REQUIRED ACTION =
Only an exact repetition of every entry counts as the answer.
Top of EXERCISE MATERIALS
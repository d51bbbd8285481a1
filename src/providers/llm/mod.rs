//! Chat completion backends.
//!
//! [`LlmProvider`] covers single-turn chat completion, which is all the
//! formality check uses. [`CohereProvider`] is the hosted implementation.

mod cohere;
mod traits;

pub use cohere::{CohereProvider, DEFAULT_COHERE_MODEL};
pub use traits::{
    CompletionRequest, CompletionResponse, FinishReason, LlmError, LlmProvider, LlmResult,
    Message, Role, TokenUsage,
};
Bottom of EXERCISE MATERIALS
RESULT OF THIS EXERCISE =
repository d51bbbd8285481a1
filename src/providers/llm/mod.rs
//! Chat completion backends.
//!
//! [`LlmProvider`] covers single-turn chat completion, which is all the
//! formality check uses. [`CohereProvider`] is the hosted implementation.

mod cohere;
mod traits;

pub use cohere::{CohereProvider, DEFAULT_COHERE_MODEL};
pub use traits::{
    CompletionRequest, CompletionResponse, FinishReason, LlmError, LlmProvider, LlmResult,
    Message, Role, TokenUsage,
};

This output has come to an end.